A Associação Brasileira de Psiquiatria (ABP) divulgou dados parciais da primeira pesquisa realizada pela instituição sobre saúde mental e o excesso de reuniões virtuais, que até ganhou nome: fadiga do zoom. De acordo com o levantamento, 54,8% dos psiquiatras associados entrevistados perceberam um aumento nas queixas dos pacientes sobre o excesso de videoconferências nos últimos cinco meses, 61,1% dos entrevistados perceberam um aumento de prescrição de receituários A, B e C nos últimos 5 meses e 68,6% aumentaram as prescrições de psicoterapia para seus pacientes. A pesquisa começou no final de agosto e os dados são até o dia 06 de outubro.

Desde o início da pandemia, aspectos como o distanciamento social, o “ficar em casa” e o home-office fizeram com que todos os compromissos profissionais e pessoais se tornassem virtuais. Como já orientado pela ABP desde março, em artigo publicado no Brazilian Journal of Psychiatry, as preocupações com as consequências à saúde mental derivadas da pandemia chamam a atenção.

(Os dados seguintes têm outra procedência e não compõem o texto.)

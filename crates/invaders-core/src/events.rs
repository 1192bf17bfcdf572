//! Events emitted by the simulation for audio and UI feedback.
//!
//! Events are collected during a tick and drained into the snapshot.

use serde::{Deserialize, Serialize};

use crate::enums::*;

#[derive(Debug, Clone, PartialEq, Serialize, Deserialize)]
#[serde(tag = "type")]
pub enum GameEvent {
    /// A wave began. `index` is zero-based.
    WaveStarted {
        index: usize,
        kind: WaveKind,
        label: String,
    },
    /// The spawn phase of a survival wave ended.
    SurvivalSpawnEnded { index: usize },
    WaveCleared { index: usize },
    /// Every wave of the world was beaten.
    WorldComplete,
    BossSpawned { boss_id: String, name: String },
    /// The boss used an attack.
    BossAttack {
        attack_id: String,
        kind: BossAttackKind,
    },
    BossDefeated { boss_id: String, score: u64 },
    EnemyKilled {
        enemy_type: String,
        /// Score awarded. Zero for ramming kills.
        score: u64,
    },
    PlayerDamaged { amount: f64, hp: f64 },
    PlayerDied,
    SkillActivated { slot: usize, skill: SkillId },
    SkillEnded { slot: usize, skill: SkillId },
    GameEnded { outcome: GameOutcome, score: u64 },
    /// Full-screen flash (skill activation, player hit).
    ScreenFlash { duration_ms: f64 },
}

“É importante lembrar que já está em formação a quarta onda relativa à pandemia, que se refere ao trauma psíquico, doença mental, impacto econômico e burnout. Esses dados nos mostram exatamente este cenário. Ao contrário das outras curvas, esta permanece ascendente, mostrando que as consequências serão maiores e durarão mais tempo. Diferente do que muitos pensam, no entanto, a quarta onda agirá simultaneamente as outras” – afirma Antônio Geraldo da Silva, presidente da Associação Brasileira de Psiquiatria.

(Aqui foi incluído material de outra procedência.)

//! Wave director: sequences a world's pre-authored waves.
//!
//! The director owns wave progress (index, stage, kills versus target) and
//! the end-of-game flag. It never runs on its own; the engine calls it when
//! a game starts, when a timeline action addressed to it comes due, and once
//! per tick after combat to settle kills and check wave completion.

use hecs::World;
use rand_chacha::ChaCha8Rng;
use tracing::{debug, info, warn};

use invaders_core::components::Player;
use invaders_core::constants::*;
use invaders_core::enums::{GameOutcome, WaveKind, WaveStage};
use invaders_core::events::GameEvent;
use invaders_core::gamedata::{nonzero_or, GameData, WaveData, WorldData};
use invaders_core::state::WaveView;

use crate::scoring::{BossDefeat, KillRecord, ScoreState};
use crate::timeline::{ScheduledAction, Timeline};
use crate::world_setup;

/// Everything the director may touch while it acts.
pub struct WaveContext<'a> {
    pub world: &'a mut World,
    pub rng: &'a mut ChaCha8Rng,
    pub timeline: &'a mut Timeline,
    pub events: &'a mut Vec<GameEvent>,
    pub score: &'a mut ScoreState,
    pub data: &'a GameData,
    pub now_ms: f64,
}

/// Progress through the waves of one world.
#[derive(Debug, Clone, Default)]
pub struct WaveDirector {
    waves: Vec<WaveData>,
    index: Option<usize>,
    stage: WaveStage,
    kills: u32,
    target: u32,
    label: String,
    /// End of the current survival wave's spawn phase.
    survival_end_ms: Option<f64>,
    boss_alive: bool,
    game_ended: bool,
    outcome: Option<GameOutcome>,
}

impl WaveDirector {
    pub fn new(world: &WorldData) -> Self {
        Self {
            waves: world.waves.clone(),
            ..Self::default()
        }
    }

    pub fn index(&self) -> Option<usize> {
        self.index
    }

    pub fn stage(&self) -> WaveStage {
        self.stage
    }

    pub fn kills(&self) -> u32 {
        self.kills
    }

    pub fn target(&self) -> u32 {
        self.target
    }

    pub fn label(&self) -> &str {
        &self.label
    }

    pub fn total_waves(&self) -> usize {
        self.waves.len()
    }

    pub fn boss_alive(&self) -> bool {
        self.boss_alive
    }

    pub fn game_ended(&self) -> bool {
        self.game_ended
    }

    pub fn outcome(&self) -> Option<GameOutcome> {
        self.outcome
    }

    fn current_wave(&self) -> Option<&WaveData> {
        self.index.and_then(|i| self.waves.get(i))
    }

    fn is_last_wave(&self) -> bool {
        self.index
            .is_some_and(|i| i + 1 >= self.waves.len())
    }

    /// Advance to the next wave and set it up.
    pub fn start_next_wave(&mut self, ctx: &mut WaveContext<'_>) {
        if self.game_ended {
            return;
        }
        if self.boss_alive {
            debug!("boss still alive, next wave held back");
            return;
        }

        let next = self.index.map_or(0, |i| i + 1);
        self.index = Some(next);
        self.kills = 0;
        self.target = 0;
        self.survival_end_ms = None;

        let Some(wave) = self.waves.get(next).cloned() else {
            info!(waves = self.waves.len(), "world complete");
            self.stage = WaveStage::Complete;
            ctx.events.push(GameEvent::WorldComplete);
            self.end_game(true, ctx);
            return;
        };

        let number = next + 1;
        self.label = format!("VAGUE {}: {}", number, kind_label(wave.kind()));

        match &wave {
            WaveData::KillCount {
                count, spawn_delay, ..
            } => {
                self.stage = WaveStage::Spawning;
                self.target = *count;
                let delay = nonzero_or(*spawn_delay, DEFAULT_SPAWN_DELAY_MS);
                for i in 0..*count {
                    ctx.timeline.schedule_after(
                        ctx.now_ms,
                        i as f64 * delay,
                        ScheduledAction::SpawnEnemy { wave: next },
                    );
                }
                self.announce(next, &wave, ctx);
            }
            WaveData::TimedSurvival {
                duration,
                spawn_interval,
                ..
            } => {
                self.stage = WaveStage::Spawning;
                self.label = format!("VAGUE {}: SURVIE - SPAWN", number);
                self.survival_end_ms = Some(ctx.now_ms + duration);
                let interval = nonzero_or(*spawn_interval, DEFAULT_SPAWN_INTERVAL_MS);
                ctx.timeline.schedule_after(
                    ctx.now_ms,
                    interval,
                    ScheduledAction::SurvivalPulse { wave: next },
                );
                ctx.timeline.schedule_after(
                    ctx.now_ms,
                    *duration,
                    ScheduledAction::EndSurvivalSpawn { wave: next },
                );
                self.announce(next, &wave, ctx);
            }
            WaveData::BossFight { boss_id } => {
                let data = ctx.data;
                match data.boss(boss_id) {
                    Some(boss) => {
                        world_setup::clear_enemies(ctx.world);
                        world_setup::spawn_boss(ctx.world, ctx.rng, boss, ctx.now_ms);
                        self.boss_alive = true;
                        self.stage = WaveStage::Boss;
                        self.label = format!("BOSS: {}", boss.name.to_uppercase());
                        self.announce(next, &wave, ctx);
                        ctx.events.push(GameEvent::BossSpawned {
                            boss_id: boss.id.clone(),
                            name: boss.name.clone(),
                        });
                        info!(boss = %boss.id, "boss spawned");
                    }
                    None => {
                        warn!(boss = %boss_id, "boss missing from game data, skipping wave");
                        self.announce(next, &wave, ctx);
                        self.start_next_wave(ctx);
                    }
                }
            }
            WaveData::Unknown => {
                warn!(wave = number, "unknown wave type, skipping");
                self.stage = WaveStage::Intermission;
                self.announce(next, &wave, ctx);
                ctx.timeline.schedule_after(
                    ctx.now_ms,
                    UNKNOWN_WAVE_DELAY_MS,
                    ScheduledAction::NextWave,
                );
            }
        }
    }

    fn announce(&self, index: usize, wave: &WaveData, ctx: &mut WaveContext<'_>) {
        info!(wave = index + 1, kind = ?wave.kind(), "wave started");
        ctx.events.push(GameEvent::WaveStarted {
            index,
            kind: wave.kind(),
            label: self.label.clone(),
        });
    }

    /// Carry out a timeline action addressed to the director.
    pub fn handle(&mut self, action: &ScheduledAction, ctx: &mut WaveContext<'_>) {
        match *action {
            ScheduledAction::NextWave => self.start_next_wave(ctx),
            ScheduledAction::SpawnEnemy { wave } => {
                if self.accepts(wave) {
                    self.spawn_wave_enemy(wave, ctx);
                }
            }
            ScheduledAction::SurvivalPulse { wave } => {
                if !self.accepts(wave) || self.stage != WaveStage::Spawning {
                    return;
                }
                if self.survival_end_ms.is_some_and(|end| ctx.now_ms >= end) {
                    return;
                }
                let (per_pulse, interval) = match self.waves.get(wave) {
                    Some(WaveData::TimedSurvival {
                        enemies_per_interval,
                        spawn_interval,
                        ..
                    }) => (
                        nonzero_or(*enemies_per_interval, 1),
                        nonzero_or(*spawn_interval, DEFAULT_SPAWN_INTERVAL_MS),
                    ),
                    _ => return,
                };
                for _ in 0..per_pulse {
                    self.spawn_wave_enemy(wave, ctx);
                }
                ctx.timeline.schedule_after(
                    ctx.now_ms,
                    interval,
                    ScheduledAction::SurvivalPulse { wave },
                );
            }
            ScheduledAction::EndSurvivalSpawn { wave } => {
                if !self.accepts(wave) || self.stage != WaveStage::Spawning {
                    return;
                }
                self.stage = WaveStage::Cleanup;
                self.label = format!("VAGUE {}: SURVIE - NETTOYAGE", wave + 1);
                ctx.events.push(GameEvent::SurvivalSpawnEnded { index: wave });
                if world_setup::active_enemy_count(ctx.world) == 0 {
                    debug!(wave = wave + 1, "nothing left to clean up");
                    ctx.events.push(GameEvent::WaveCleared { index: wave });
                    self.start_next_wave(ctx);
                } else {
                    debug!(wave = wave + 1, "survival spawn over, cleaning up");
                }
            }
            ScheduledAction::BarrageVolley { .. } | ScheduledAction::ShowResults => {}
        }
    }

    /// Spawns addressed to a stale wave, or arriving during a boss fight,
    /// are dropped.
    fn accepts(&self, wave: usize) -> bool {
        !self.game_ended && !self.boss_alive && self.index == Some(wave)
    }

    fn spawn_wave_enemy(&self, wave: usize, ctx: &mut WaveContext<'_>) {
        let (enemy_type, overrides, elite) = match self.waves.get(wave) {
            Some(WaveData::KillCount {
                enemy_type,
                enemy_config,
                elite,
                ..
            }) => (enemy_type.as_str(), enemy_config.as_ref(), *elite),
            Some(WaveData::TimedSurvival {
                enemy_type,
                enemy_config,
                ..
            }) => (enemy_type.as_str(), enemy_config.as_ref(), false),
            _ => return,
        };

        let data = ctx.data;
        let (key, base) = match data.enemies.get(enemy_type) {
            Some(base) => (enemy_type, base),
            None => match data.resolve_enemy(enemy_type) {
                Some(base) => {
                    warn!(enemy = %enemy_type, fallback = FALLBACK_ENEMY_KEY, "unknown enemy type");
                    (FALLBACK_ENEMY_KEY, base)
                }
                None => {
                    warn!(enemy = %enemy_type, "no enemy archetype available, spawn skipped");
                    return;
                }
            },
        };
        let config = match overrides {
            Some(overrides) => base.merged(overrides),
            None => base.clone(),
        };
        world_setup::spawn_enemy(ctx.world, ctx.rng, key, &config, elite);
    }

    /// Settle this tick's kills, boss defeat and player death, then check
    /// whether the current wave is over.
    pub fn run(
        &mut self,
        ctx: &mut WaveContext<'_>,
        kills: Vec<KillRecord>,
        boss_defeat: Option<BossDefeat>,
        player_died: bool,
    ) {
        for kill in kills {
            let points = ctx.score.record_kill(&kill);
            if !self.boss_alive {
                self.kills += 1;
            }
            ctx.events.push(GameEvent::EnemyKilled {
                enemy_type: kill.enemy_type,
                score: points,
            });
        }

        if let Some(defeat) = boss_defeat {
            ctx.score.record_boss(defeat.score_value);
            ctx.events.push(GameEvent::BossDefeated {
                boss_id: defeat.boss_id.clone(),
                score: defeat.score_value,
            });
            self.boss_alive = false;
            info!(boss = %defeat.boss_id, score = ctx.score.score, "boss defeated");

            if self.is_last_wave() {
                self.stage = WaveStage::Complete;
                self.end_game(true, ctx);
            } else {
                self.stage = WaveStage::Intermission;
                ctx.timeline.schedule_after(
                    ctx.now_ms,
                    BOSS_DEFEAT_DELAY_MS,
                    ScheduledAction::NextWave,
                );
            }
        }

        if player_died {
            self.end_game(false, ctx);
        }

        self.check_completion(ctx);
    }

    fn check_completion(&mut self, ctx: &mut WaveContext<'_>) {
        if self.game_ended {
            return;
        }
        let Some(index) = self.index else {
            return;
        };
        let Some(kind) = self.current_wave().map(WaveData::kind) else {
            return;
        };

        let active = world_setup::active_enemy_count(ctx.world);
        let cleared = match (kind, self.stage) {
            (WaveKind::KillCount, WaveStage::Spawning) => {
                let pending = ctx.timeline.count_pending(
                    |a| matches!(a, ScheduledAction::SpawnEnemy { wave } if *wave == index),
                );
                active == 0 && (self.kills >= self.target || pending == 0)
            }
            (WaveKind::TimedSurvival, WaveStage::Cleanup) => active == 0,
            _ => false,
        };

        if cleared {
            info!(wave = index + 1, kills = self.kills, "wave cleared");
            self.stage = WaveStage::Intermission;
            ctx.events.push(GameEvent::WaveCleared { index });
            ctx.timeline.schedule_after(
                ctx.now_ms,
                WAVE_CLEAR_DELAY_MS,
                ScheduledAction::NextWave,
            );
        }
    }

    /// End the game. Only the first call has any effect.
    pub fn end_game(&mut self, victory: bool, ctx: &mut WaveContext<'_>) {
        if self.game_ended {
            return;
        }
        self.game_ended = true;
        let outcome = if victory {
            GameOutcome::Victory
        } else {
            GameOutcome::Defeat
        };
        self.outcome = Some(outcome);

        for (_entity, player) in ctx.world.query_mut::<&mut Player>() {
            player.active = false;
        }

        ctx.events.push(GameEvent::GameEnded {
            outcome,
            score: ctx.score.score,
        });
        ctx.timeline.schedule_after(
            ctx.now_ms,
            RESULTS_DELAY_MS,
            ScheduledAction::ShowResults,
        );
        info!(?outcome, score = ctx.score.score, "game ended");
    }

    /// Wave banner for the snapshot.
    pub fn view(&self, now_ms: f64) -> Option<WaveView> {
        let index = self.index?;
        let shown = index.min(self.waves.len().checked_sub(1)?);
        let wave = self.waves.get(shown)?;
        let spawn_time_left_ms = self
            .survival_end_ms
            .filter(|_| self.stage == WaveStage::Spawning)
            .map(|end| (end - now_ms).max(0.0));

        Some(WaveView {
            index: shown,
            total: self.waves.len(),
            kind: wave.kind(),
            stage: self.stage,
            label: self.label.clone(),
            spawn_time_left_ms,
        })
    }
}

fn kind_label(kind: WaveKind) -> &'static str {
    match kind {
        WaveKind::KillCount => "KILL_COUNT",
        WaveKind::TimedSurvival => "TIMED_SURVIVAL",
        WaveKind::BossFight => "BOSS_FIGHT",
        WaveKind::Unknown => "UNKNOWN",
    }
}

Em outro estudo realizado recentemente pela ABP, os associados perceberam um aumento de até 25% nos atendimentos psiquiátricos e 82,9% do agravamento dos sintomas de seus pacientes após o início da pandemia. Tais dados reforçam a necessidade do cuidado com a saúde mental da população, que deve ser abrangente e direcionado a todos para haver uma mudança desta realidade relacionada com o surgimento de doenças mentais.